The rest of this documentation will assume using a query string parameter unless stated otherwise.

FSCrawler status

To get an overview of the running service, you can call GET / endpoint:

curl http://127.0.0.1:8080/fscrawler/

It will give you a response similar to:

{
  "ok" : true,
  "version" : "2.2",
  "elasticsearch" : "5.1.1",
  "settings" : {
    "name" : "fscrawler-rest-tests",
    "fs" : {
      "url" : "/tmp/es",
      "update_rate" : "15m",
      "json_support" : false,
      "filename_as_id" : false,
      "add_filesize" : true,
      "remove_deleted" : true,
      "store_source" : false,
      "index_content" : true,
      "attributes_support" : false,
      "raw_metadata" : true,
      "xml_support" : false,
      "index_folders" : true,
      "lang_detect" : false
    },
    "elasticsearch" : {
      "nodes" : [ {
        "url" : "http://127.0.0.1:9200"
      } ],
      "index" : "fscrawler-rest-tests_doc",
      "index_folder" : "fscrawler-rest-tests_folder",
      "bulk_size" : 100,
      "flush_interval" : "5s",
      "byte_size" : "10mb",
      "username" : "elastic"
    },
    "rest" : {
      "url" : "http://127.0.0.1:8080/fscrawler",
      "enable_cors": false
    }
  }
}

Uploading a binary document

To upload a binary, you can call POST /_document endpoint:

echo "This is my text" > test.txt
curl -F "file=@test.txt" "http://127.0.0.1:8080/fscrawler/_document"

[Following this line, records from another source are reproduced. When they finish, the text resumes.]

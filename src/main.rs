use anyhow::{bail, Context, Result};
use clap::{Parser, Subcommand, ValueEnum};
use drug_discovery_mcp::chat::{self, HttpAgentSession};
use drug_discovery_mcp::config::{default_config_path, find_config_file, Config, LogFormat};
use drug_discovery_mcp::mcp::{McpServer, ToolRegistry};
use drug_discovery_mcp::models::Record;
use drug_discovery_mcp::sources::{SourceRegistry, PROVIDERS};
use drug_discovery_mcp::utils::{records_table, tools_table};
use std::io::IsTerminal;
use std::path::PathBuf;
use std::sync::Arc;
use tracing_subscriber::{layer::SubscriberExt, util::SubscriberInitExt, EnvFilter};

/// Drug Discovery MCP - research tools over PubMed, arXiv, ChEMBL, ClinicalTrials.gov and web search
#[derive(Parser, Debug)]
#[command(name = "drug-discovery-mcp")]
#[command(version = env!("CARGO_PKG_VERSION"))]
#[command(about = "MCP research tools for drug discovery, with a chat front end", long_about = None)]
#[command(propagate_version = true)]
struct Cli {
    /// Enable verbose logging (can be used multiple times for more verbosity: -v, -vv)
    #[arg(long, short, action = clap::ArgAction::Count, global = true)]
    verbose: u8,

    /// Suppress non-error output
    #[arg(long, short, global = true)]
    quiet: bool,

    /// Output format
    #[arg(long, short, value_enum, global = true, default_value_t = OutputFormat::Auto)]
    output: OutputFormat,

    /// Configuration file path
    #[arg(long, global = true)]
    config: Option<PathBuf>,

    /// Show all environment variables
    #[arg(long, global = true)]
    env: bool,

    #[command(subcommand)]
    command: Option<Commands>,
}

/// Output format for results
#[derive(ValueEnum, Clone, Copy, Debug, PartialEq, Eq)]
enum OutputFormat {
    /// Automatic based on terminal (table if TTY, JSON otherwise)
    Auto,
    /// Table format (human-readable)
    Table,
    /// JSON format (machine-readable)
    Json,
    /// Plain text format
    Plain,
}

impl OutputFormat {
    fn resolve(self) -> Self {
        match self {
            OutputFormat::Auto if std::io::stdout().is_terminal() => OutputFormat::Table,
            OutputFormat::Auto => OutputFormat::Json,
            other => other,
        }
    }
}

#[derive(Subcommand, Debug)]
enum Commands {
    /// Run the MCP server (for Claude Desktop and other MCP clients)
    Serve {
        /// Serve streamable HTTP instead of stdio
        #[arg(long)]
        http: bool,

        /// Port for HTTP mode
        #[arg(long, short, default_value_t = 8080)]
        port: u16,

        /// Host to bind to for HTTP mode
        #[arg(long, default_value = "127.0.0.1")]
        host: String,

        /// Only expose the tools of these providers (repeatable)
        #[arg(long, short)]
        source: Vec<String>,
    },

    /// Run the chat front end
    Chat {
        /// Host to bind to (overrides chat.host)
        #[arg(long)]
        host: Option<String>,

        /// Port to listen on (overrides chat.port)
        #[arg(long, short)]
        port: Option<u16>,

        /// Agent service base URL (overrides chat.agent_url)
        #[arg(long)]
        agent_url: Option<String>,
    },

    /// List available tools and their parameters
    #[command(alias = "ls")]
    Tools,

    /// Call one tool and print its records
    Invoke {
        /// Tool name, e.g. search_pubmed
        tool: String,

        /// Arguments as a JSON object
        #[arg(default_value = "{}")]
        args: String,
    },

    /// Manage the configuration file
    Config {
        #[command(subcommand)]
        command: ConfigCommands,
    },
}

#[derive(Subcommand, Debug)]
enum ConfigCommands {
    /// Write a configuration file with the default values
    Init {
        /// Target path (default: the per-user config location)
        #[arg(long)]
        path: Option<PathBuf>,

        /// Overwrite an existing file
        #[arg(long, short)]
        force: bool,
    },

    /// Print the effective configuration with credentials masked
    Show,

    /// Print the config file in use
    Path,
}

/// Print all recognized environment variables
fn print_env_vars() {
    println!("Drug Discovery MCP - Environment Variables");
    println!();
    println!("API Keys:");
    println!("  TAVILY_API_KEY              Tavily API key (required for web_search)");
    println!("  NCBI_API_KEY                NCBI E-utilities key (higher rate limits)");
    println!("  NCBI_EMAIL                  Contact email sent to NCBI");
    println!("  AGENT_API_KEY               Bearer key for the agent service");
    println!();
    println!("Chat:");
    println!("  AGENT_URL                   OpenAI-compatible agent base URL (default: http://127.0.0.1:8000/v1)");
    println!();
    println!("Structured Overrides:");
    println!("  DRUG_DISCOVERY_<SECTION>__<KEY>  Any config value, e.g. DRUG_DISCOVERY_HTTP__TIMEOUT_SECS=60");
    println!();
    println!("Other Settings:");
    println!("  RUST_LOG                    Rust logging filter (e.g., debug, drug_discovery_mcp=trace)");
    println!();
    println!("Example:");
    println!("  export TAVILY_API_KEY=\"tvly-...\"");
    println!("  export DRUG_DISCOVERY_CHAT__PORT=\"3001\"");
}

/// Initialize tracing on stderr; stdout carries MCP stdio frames and command output
fn init_tracing(cli: &Cli, config: &Config) {
    let directive = if cli.quiet {
        "drug_discovery_mcp=error".to_string()
    } else {
        match cli.verbose {
            0 => config.logging.level.clone(),
            1 => "drug_discovery_mcp=debug".to_string(),
            _ => "drug_discovery_mcp=trace".to_string(),
        }
    };

    let filter = EnvFilter::try_from_default_env()
        .or_else(|_| EnvFilter::try_new(&directive))
        .unwrap_or_else(|_| EnvFilter::new("info"));

    let registry = tracing_subscriber::registry().with(filter);
    match config.logging.format {
        LogFormat::Json => registry
            .with(tracing_subscriber::fmt::layer().json().with_writer(std::io::stderr))
            .init(),
        LogFormat::Pretty => registry
            .with(
                tracing_subscriber::fmt::layer()
                    .with_writer(std::io::stderr)
                    .with_ansi(std::io::stderr().is_terminal()),
            )
            .init(),
    }
}

#[tokio::main]
async fn main() -> Result<()> {
    let cli = Cli::parse();

    if cli.env {
        print_env_vars();
        return Ok(());
    }

    let config = Config::load(cli.config.as_deref()).context("failed to load configuration")?;
    init_tracing(&cli, &config);

    match cli.command {
        Some(Commands::Serve {
            http,
            port,
            host,
            source,
        }) => {
            let mut sources = SourceRegistry::from_config(&config)?;
            if !source.is_empty() {
                sources.retain_providers(&source)?;
            }
            tracing::info!(
                "Serving {} tools: {}",
                sources.len(),
                sources.ids().collect::<Vec<_>>().join(", ")
            );

            let server = McpServer::new(Arc::new(ToolRegistry::from_sources(sources)))?;
            if http {
                let (addr, handle) = server.run_http(&format!("{}:{}", host, port)).await?;
                tracing::info!("MCP server listening on http://{}", addr);
                tokio::select! {
                    result = handle => result.context("MCP HTTP server task failed")?,
                    _ = tokio::signal::ctrl_c() => tracing::info!("Shutting down MCP server"),
                }
            } else {
                server.run().await?;
            }
        }

        Some(Commands::Chat {
            host,
            port,
            agent_url,
        }) => {
            let mut chat_config = config.chat.clone();
            if let Some(host) = host {
                chat_config.host = host;
            }
            if let Some(port) = port {
                chat_config.port = port;
            }
            if let Some(url) = agent_url {
                url::Url::parse(&url).with_context(|| format!("invalid agent URL '{}'", url))?;
                chat_config.agent_url = url;
            }

            let agent = HttpAgentSession::new(&chat_config, &config.http)?;
            tracing::info!("Forwarding chat turns to {}", agent.endpoint());
            chat::serve(chat_config, Arc::new(agent)).await?;
        }

        Some(Commands::Tools) => {
            let tools = ToolRegistry::from_sources(SourceRegistry::from_config(&config)?);
            output_tools(&tools, cli.output);
        }

        Some(Commands::Invoke { tool, args }) => {
            let args: serde_json::Value =
                serde_json::from_str(&args).context("arguments must be a JSON object")?;
            let tools = ToolRegistry::from_sources(SourceRegistry::from_config(&config)?);

            match tools.invoke(&tool, args).await {
                Ok(records) => output_records(&records, cli.output)?,
                Err(e) => {
                    println!("{}", e.to_failure(&tool));
                    bail!("{} failed: {}", tool, e);
                }
            }
        }

        Some(Commands::Config { command }) => match command {
            ConfigCommands::Init { path, force } => {
                let path = path
                    .or_else(default_config_path)
                    .context("could not determine a config directory; pass --path")?;
                if path.exists() && !force {
                    bail!("{} already exists (use --force to overwrite)", path.display());
                }
                Config::default().save(&path)?;
                println!("Wrote {}", path.display());
            }
            ConfigCommands::Show => print!("{}", config.redacted().to_toml()?),
            ConfigCommands::Path => match cli.config.or_else(find_config_file) {
                Some(path) => println!("{}", path.display()),
                None => println!("(none; using defaults and environment)"),
            },
        },

        None => {
            println!("No command given. Run with --help for usage.");
            println!("Providers: {}", PROVIDERS.join(", "));
        }
    }

    Ok(())
}

fn output_tools(tools: &ToolRegistry, format: OutputFormat) {
    match format.resolve() {
        OutputFormat::Json => {
            let listing: Vec<serde_json::Value> = tools
                .descriptors()
                .map(|d| {
                    serde_json::json!({
                        "name": d.name,
                        "description": d.description,
                        "inputSchema": d.input_schema(),
                    })
                })
                .collect();
            println!("{}", serde_json::Value::Array(listing));
        }
        OutputFormat::Plain => {
            for descriptor in tools.descriptors() {
                println!("{} - {}", descriptor.name, descriptor.description);
            }
        }
        _ => println!("{}", tools_table(tools.descriptors())),
    }
}

fn output_records(records: &[Record], format: OutputFormat) -> Result<()> {
    match format.resolve() {
        OutputFormat::Json => println!("{}", serde_json::to_string_pretty(records)?),
        OutputFormat::Plain => {
            for record in records {
                println!("{}", record.summary());
            }
        }
        _ => {
            if records.is_empty() {
                println!("No results.");
            } else {
                println!("{}", records_table(records));
            }
        }
    }
    Ok(())
}

#[cfg(test)]
mod tests {
    use super::*;

    #[test]
    fn test_cli_version() {
        let version = env!("CARGO_PKG_VERSION");
        let parts: Vec<&str> = version.split('.').collect();
        assert!(parts.len() >= 2);
        assert!(parts[0].parse::<u32>().is_ok());
    }

    #[test]
    fn test_cli_default_values() {
        let cli = Cli::parse_from(["drug-discovery-mcp"]);
        assert_eq!(cli.verbose, 0);
        assert!(!cli.quiet);
        assert_eq!(cli.output, OutputFormat::Auto);
        assert!(cli.config.is_none());
        assert!(cli.command.is_none());
    }

    #[test]
    fn test_cli_verbose_flag() {
        let cli = Cli::parse_from(["drug-discovery-mcp", "-vv", "tools"]);
        assert_eq!(cli.verbose, 2);
    }

    #[test]
    fn test_output_format_explicit() {
        assert_eq!(OutputFormat::Json.resolve(), OutputFormat::Json);
        assert_eq!(OutputFormat::Plain.resolve(), OutputFormat::Plain);
    }

    #[test]
    fn test_cli_serve_command() {
        let cli = Cli::parse_from(["drug-discovery-mcp", "serve"]);
        match &cli.command {
            Some(Commands::Serve {
                http,
                port,
                host,
                source,
            }) => {
                assert!(!*http);
                assert_eq!(*port, 8080);
                assert_eq!(host, "127.0.0.1");
                assert!(source.is_empty());
            }
            _ => panic!("Expected Serve command"),
        }
    }

    #[test]
    fn test_cli_serve_source_subset() {
        let cli = Cli::parse_from([
            "drug-discovery-mcp",
            "serve",
            "--http",
            "--source",
            "chembl",
            "-s",
            "clinicaltrials",
        ]);
        match cli.command {
            Some(Commands::Serve { http, source, .. }) => {
                assert!(http);
                assert_eq!(source, vec!["chembl", "clinicaltrials"]);
            }
            _ => panic!("Expected Serve command"),
        }
    }

    #[test]
    fn test_cli_invoke_command() {
        let cli = Cli::parse_from([
            "drug-discovery-mcp",
            "invoke",
            "search_pubmed",
            r#"{"gene": "HER2"}"#,
            "-o",
            "json",
        ]);
        assert_eq!(cli.output, OutputFormat::Json);
        match cli.command {
            Some(Commands::Invoke { tool, args }) => {
                assert_eq!(tool, "search_pubmed");
                assert_eq!(args, r#"{"gene": "HER2"}"#);
            }
            _ => panic!("Expected Invoke command"),
        }
    }

    #[test]
    fn test_cli_invoke_default_args() {
        let cli = Cli::parse_from(["drug-discovery-mcp", "invoke", "get_trial"]);
        assert!(matches!(cli.command, Some(Commands::Invoke { args, .. }) if args == "{}"));
    }

    #[test]
    fn test_cli_chat_overrides() {
        let cli = Cli::parse_from(["drug-discovery-mcp", "chat", "--port", "3100"]);
        match cli.command {
            Some(Commands::Chat { port, host, .. }) => {
                assert_eq!(port, Some(3100));
                assert!(host.is_none());
            }
            _ => panic!("Expected Chat command"),
        }
    }

    #[test]
    fn test_cli_config_init() {
        let cli = Cli::parse_from(["drug-discovery-mcp", "config", "init", "--force"]);
        assert!(matches!(
            cli.command,
            Some(Commands::Config {
                command: ConfigCommands::Init { force: true, .. }
            })
        ));
    }
}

It will give you a response similar to:

{
  "ok" : true,
  "filename" : "test.txt",
  "url" : "http://127.0.0.1:9200/fscrawler-rest-tests_doc/doc/dd18bf3a8ea2a3e53e2661c7fb53534"
}

The url represents the elasticsearch address of the indexed document. If you call:

curl http://127.0.0.1:9200/fscrawler-rest-tests_doc/doc/dd18bf3a8ea2a3e53e2661c7fb53534?pretty

You will get back your document as it has been stored by elasticsearch:

{
  "_index" : "fscrawler-rest-tests_doc",
  "_type" : "_doc",
  "_id" : "dd18bf3a8ea2a3e53e2661c7fb53534",
  "_version" : 1,
  "found" : true,
  "_source" : {
    "content" : "This file contains some words.\n",
    "meta" : {
      "raw" : {
        "X-Parsed-By" : "org.apache.tika.parser.DefaultParser",
        "Content-Encoding" : "ISO-8859-1",
        "Content-Type" : "text/plain; charset=ISO-8859-1"
      }
    },
    "file" : {
      "extension" : "txt",
      "content_type" : "text/plain; charset=ISO-8859-1",
      "indexing_date" : "2017-01-04T21:01:08.043",
      "filename" : "test.txt"
    },
    "path" : {
      "virtual" : "test.txt",
      "real" : "test.txt"
    }
  }
}

If you started FSCrawler in debug mode or if you pass debug=true query parameter, then the response will be much more complete:

echo "This is my text" > test.txt
curl -F "file=@test.txt" "http://127.0.0.1:8080/fscrawler/_document?debug=true"

will give

{
  "ok" : true,
  "filename" : "test.txt",
  "url" : "http://127.0.0.1:9200/fscrawler-rest-tests_doc/doc/dd18bf3a8ea2a3e53e2661c7fb53534",
  "doc" : {
    "content" : "This file contains some words.\n",
    "meta" : {
      "raw" : {
        "X-Parsed-By" : "org.apache.tika.parser.DefaultParser",
        "Content-Encoding" : "ISO-8859-1",
        "Content-Type" : "text/plain; charset=ISO-8859-1"
      }
    },
    "file" : {
      "extension" : "txt",
      "content_type" : "text/plain; charset=ISO-8859-1",
      "indexing_date" : "2017-01-04T14:05:10.325",
      "filename" : "test.txt"
    },
    "path" : {
      "virtual" : "test.txt",
      "real" : "test.txt"
    }
  }
}

Uploading a binary document from a 3rd party service

New in version 2.10.

You can also ask FSCrawler to fetch a document from a 3rd party service and index it into Elasticsearch. FSCrawler supports so far the following services:

  • local: reads a file from the server where FSCrawler is running (a local file)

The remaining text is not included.